→ **WHAT TO PRODUCE**: Among the records that follow, find the line with "use crate::models::AssessmentOutcome;" and the line with "fn peak_memory_regex() ->". Set down those lines and all lines between them exactly, without adding anything.

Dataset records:

----------------

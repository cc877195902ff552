//! Performance: static anti-patterns plus optional runtime profiling
//!
//! Static deductions: `list.insert(0, x)` costs 1.0, `name += ...` inside a loop
//! costs 0.5 per enclosing loop, and a `for` nested in a `for` costs 0.3. When a
//! profile script is configured it is run under pyinstrument (wall time) and
//! memory_profiler (peak memory) several times, and the final score becomes
//! 0.4 × static + 0.6 × dynamic.

use super::base::{Assessor, AssessorSettings, NO_PYTHON_FILES};
use super::external_tool::{python_tool_command, read_json_report, run_external_tool};
use crate::models::AssessmentOutcome;
use crate::parsers::{self, python, ParsedFile};
use crate::scoring::{
    adjust_for_size, clamp_score, classify_codebase, confidence_interval, MetricKind,
    DEFAULT_CONFIDENCE,
};
use anyhow::{Context, Result};
use regex::Regex;
use std::path::{Path, PathBuf};
use std::sync::OnceLock;
use tracing::debug;

const INSERT_ZERO_COST: f64 = 1.0;
const LOOP_CONCAT_COST: f64 = 0.5;
const NESTED_LOOP_COST: f64 = 0.3;

/// Neutral memory score when no peak could be measured
const UNMEASURED_MEMORY_SCORE: f64 = 8.0;

fn peak_memory_regex() -> &'static Regex {
    static PATTERN: OnceLock<Regex> = OnceLock::new();
    PATTERN.get_or_init(|| {
        Regex::new(r"maximum\s+of\s+([0-9]+(?:\.[0-9]+)?)").expect("valid regex")
    })
}

pub struct PerformanceAssessor {
    python: String,
    timeout_secs: u64,
    profile_script: Option<PathBuf>,
    runs: usize,
}

impl PerformanceAssessor {
    pub fn new(settings: &AssessorSettings) -> Self {
        Self {
            python: settings.python.clone(),
            timeout_secs: settings.tool_timeout_secs,
            profile_script: settings.profile_script.clone(),
            runs: settings.profile_runs.max(1),
        }
    }
}

impl Assessor for PerformanceAssessor {
    fn id(&self) -> &'static str {
        "performance"
    }

    fn description(&self) -> &'static str {
        "Static performance anti-patterns and optional runtime profiling"
    }

    fn assess(&self, codebase: &Path) -> Result<AssessmentOutcome> {
        let files = parsers::python_files(codebase);
        if files.is_empty() {
            return Ok(AssessmentOutcome::neutral(0.0, NO_PYTHON_FILES));
        }

        let parsed = parsers::parse_files(&files);
        let (static_score, mut details) = static_performance(&parsed.files);

        let mut outcome_metrics = serde_json::Map::new();
        outcome_metrics.insert("static_score".into(), static_score.into());

        let mut samples = vec![static_score];
        let script = self
            .profile_script
            .as_deref()
            .and_then(|p| std::fs::canonicalize(p).ok());
        let final_score = match script {
            Some(script) => {
                let profile = self.profile(codebase, &script)?;
                details.extend(profile.details.iter().cloned());
                outcome_metrics.extend(profile.metrics());
                samples = profile.run_scores(static_score);
                0.4 * static_score + 0.6 * profile.dynamic_score()
            }
            None => {
                details.push(
                    "No profile script provided (set BENCH_PROFILE_SCRIPT or --profile). Using static analysis only."
                        .to_string(),
                );
                static_score
            }
        };

        let bucket = classify_codebase(codebase);
        let adjusted = adjust_for_size(final_score, bucket, MetricKind::Other);

        Ok(AssessmentOutcome::new(adjusted, details)
            .with_metrics(outcome_metrics)
            .with_metric("size_bucket", bucket.as_str())
            .with_metric("unadjusted_score", final_score)
            .with_confidence_interval(confidence_interval(&samples, DEFAULT_CONFIDENCE)))
    }
}

/// Anti-pattern scan. Returns the clamped static score and its details,
/// summary line first.
fn static_performance(files: &[ParsedFile]) -> (f64, Vec<String>) {
    let mut details = Vec::new();
    let mut penalty = 0.0;

    for file in files {
        file.for_each_node(|node| {
            match node.kind() {
                "call" if is_insert_at_front(file, node) => {
                    details.push(format!(
                        "Inefficient 'list.insert(0, ...)' at {}",
                        file.location(node)
                    ));
                    penalty += INSERT_ZERO_COST;
                }
                "for_statement" | "while_statement" => {
                    let is_for = node.kind() == "for_statement";
                    python::for_each_descendant(node, |inner| {
                        if inner.id() == node.id() {
                            return;
                        }
                        if inner.kind() == "augmented_assignment" && is_name_plus_assign(file, inner)
                        {
                            details.push(format!(
                                "String concatenation in loop at {}",
                                file.location(node)
                            ));
                            penalty += LOOP_CONCAT_COST;
                        }
                        if is_for && inner.kind() == "for_statement" {
                            details.push(format!(
                                "Nested loops (O(n²) risk) at {}",
                                file.location(node)
                            ));
                            penalty += NESTED_LOOP_COST;
                        }
                    });
                }
                _ => {}
            }
        });
    }

    details.insert(
        0,
        format!("Static analysis: {:.1} performance anti-patterns found", penalty),
    );
    (clamp_score(10.0 - penalty), details)
}

fn is_insert_at_front(file: &ParsedFile, call: tree_sitter::Node<'_>) -> bool {
    let Some(function) = call.child_by_field_name("function") else {
        return false;
    };
    if function.kind() != "attribute" {
        return false;
    }
    let is_insert = function
        .child_by_field_name("attribute")
        .is_some_and(|attr| file.text(attr) == "insert");
    if !is_insert {
        return false;
    }
    let Some(arguments) = call.child_by_field_name("arguments") else {
        return false;
    };
    let mut cursor = arguments.walk();
    let args: Vec<_> = arguments
        .named_children(&mut cursor)
        .filter(|a| a.kind() != "comment")
        .collect();
    args.len() == 2 && args[0].kind() == "integer" && file.text(args[0]) == "0"
}

fn is_name_plus_assign(file: &ParsedFile, node: tree_sitter::Node<'_>) -> bool {
    let plus = node
        .child_by_field_name("operator")
        .is_some_and(|op| file.text(op) == "+=");
    let target_is_name = node
        .child_by_field_name("left")
        .is_some_and(|left| left.kind() == "identifier");
    plus && target_is_name
}

/// Measurements from repeated profiling runs.
#[derive(Default)]
struct ProfileRuns {
    /// Wall time per run, ms (runs that failed are absent)
    execution_times: Vec<f64>,
    /// Peak memory per run, MiB
    memory_peaks: Vec<f64>,
    details: Vec<String>,
}

impl ProfileRuns {
    fn time_score(&self) -> f64 {
        if self.execution_times.is_empty() {
            return 0.0;
        }
        time_score(mean(&self.execution_times))
    }

    fn memory_score(&self) -> f64 {
        if self.memory_peaks.is_empty() {
            return UNMEASURED_MEMORY_SCORE;
        }
        memory_score(mean(&self.memory_peaks))
    }

    fn dynamic_score(&self) -> f64 {
        (self.time_score() + self.memory_score()) / 2.0
    }

    /// Per-run combined scores, for the confidence interval.
    fn run_scores(&self, static_score: f64) -> Vec<f64> {
        let memory = self.memory_score();
        if self.execution_times.is_empty() {
            return vec![0.4 * static_score + 0.6 * self.dynamic_score()];
        }
        self.execution_times
            .iter()
            .map(|&ms| 0.4 * static_score + 0.6 * (time_score(ms) + memory) / 2.0)
            .collect()
    }

    fn metrics(&self) -> serde_json::Map<String, serde_json::Value> {
        let mut metrics = serde_json::Map::new();
        if !self.execution_times.is_empty() {
            metrics.insert("execution_times".into(), self.execution_times.clone().into());
            metrics.insert(
                "avg_execution_time_ms".into(),
                mean(&self.execution_times).into(),
            );
        }
        if !self.memory_peaks.is_empty() {
            metrics.insert("memory_peaks_mb".into(), self.memory_peaks.clone().into());
            metrics.insert("avg_memory_mb".into(), mean(&self.memory_peaks).into());
        }
        metrics.insert("dynamic_score".into(), self.dynamic_score().into());
        metrics
    }
}

impl PerformanceAssessor {
    fn profile(&self, codebase: &Path, script: &Path) -> Result<ProfileRuns> {
        let scratch = tempfile::tempdir().context("Failed to create profiling scratch dir")?;
        let script_arg = script.display().to_string();
        let mut runs = ProfileRuns::default();
        let mut errors: Vec<String> = Vec::new();

        for run in 0..self.runs {
            let report = scratch.path().join(format!("time_{run}.json"));
            let mut cmd = python_tool_command(&self.python, "pyinstrument", "pyinstrument");
            cmd.extend([
                "-r".to_string(),
                "json".to_string(),
                "-o".to_string(),
                report.display().to_string(),
                script_arg.clone(),
            ]);
            match run_external_tool(&cmd, "pyinstrument", self.timeout_secs, Some(codebase), None)
                .and_then(|out| {
                    debug!("pyinstrument run {} exited with {:?}", run, out.return_code);
                    read_json_report("pyinstrument", &report)
                }) {
                Ok(report) => {
                    if let Some(seconds) = report.get("duration").and_then(|d| d.as_f64()) {
                        runs.execution_times.push(seconds * 1000.0);
                    }
                }
                Err(e) => push_unique(&mut errors, format!("Error in time profiling: {e}")),
            }

            let cmd = vec![
                self.python.clone(),
                "-m".to_string(),
                "memory_profiler".to_string(),
                script_arg.clone(),
            ];
            match run_external_tool(&cmd, "memory_profiler", self.timeout_secs, Some(codebase), None)
            {
                Ok(out) if out.succeeded() => {
                    if let Some(peak) = parse_peak_memory(&out.stdout) {
                        runs.memory_peaks.push(peak);
                    }
                }
                Ok(out) => debug!("memory_profiler exited with {:?}", out.return_code),
                Err(e) => push_unique(&mut errors, format!("Error in memory profiling: {e}")),
            }
        }
        // scratch is removed here, on every path out of this function
        drop(scratch);

        runs.details.extend(errors);
        if runs.execution_times.is_empty() {
            runs.details.push("Could not measure execution time".to_string());
        } else {
            runs.details.push(format!(
                "Avg execution time: {:.1}ms (±{:.1}ms)",
                mean(&runs.execution_times),
                std_dev(&runs.execution_times)
            ));
        }
        if runs.memory_peaks.is_empty() {
            runs.details.push("Could not measure memory usage".to_string());
        } else {
            runs.details
                .push(format!("Peak memory usage: {:.1}MB", mean(&runs.memory_peaks)));
        }
        Ok(runs)
    }
}

fn push_unique(items: &mut Vec<String>, item: String) {
    if !items.contains(&item) {
        items.push(item);
    }
}

fn parse_peak_memory(stdout: &str) -> Option<f64> {
    let regex = peak_memory_regex();
    stdout
        .lines()
        .filter(|line| line.contains("MiB"))
        .find_map(|line| regex.captures(line))
        .and_then(|caps| caps.get(1))
        .and_then(|m| m.as_str().parse().ok())
}

fn time_score(avg_ms: f64) -> f64 {
    match avg_ms {
        t if t < 100.0 => 10.0,
        t if t < 500.0 => 8.0,
        t if t < 1000.0 => 6.0,
        t if t < 2000.0 => 4.0,
        _ => 2.0,
    }
}

fn memory_score(avg_mb: f64) -> f64 {
    match avg_mb {
        m if m < 50.0 => 10.0,
        m if m < 200.0 => 8.0,
        m if m < 500.0 => 6.0,
        _ => 4.0,
    }
}

fn mean(values: &[f64]) -> f64 {
    values.iter().sum::<f64>() / values.len() as f64
}

/// Sample standard deviation; zero for fewer than two values
fn std_dev(values: &[f64]) -> f64 {
    if values.len() < 2 {
        return 0.0;
    }
    let m = mean(values);
    let var = values.iter().map(|v| (v - m).powi(2)).sum::<f64>() / (values.len() - 1) as f64;
    var.sqrt()
}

----------------

→ **SOLVED PROBLEM**:
use crate::models::AssessmentOutcome;
use crate::parsers::{self, python, ParsedFile};
use crate::scoring::{
    adjust_for_size, clamp_score, classify_codebase, confidence_interval, MetricKind,
    DEFAULT_CONFIDENCE,
};
use anyhow::{Context, Result};
use regex::Regex;
use std::path::{Path, PathBuf};
use std::sync::OnceLock;
use tracing::debug;

const INSERT_ZERO_COST: f64 = 1.0;
const LOOP_CONCAT_COST: f64 = 0.5;
const NESTED_LOOP_COST: f64 = 0.3;

/// Neutral memory score when no peak could be measured
const UNMEASURED_MEMORY_SCORE: f64 = 8.0;

fn peak_memory_regex() -> &'static Regex {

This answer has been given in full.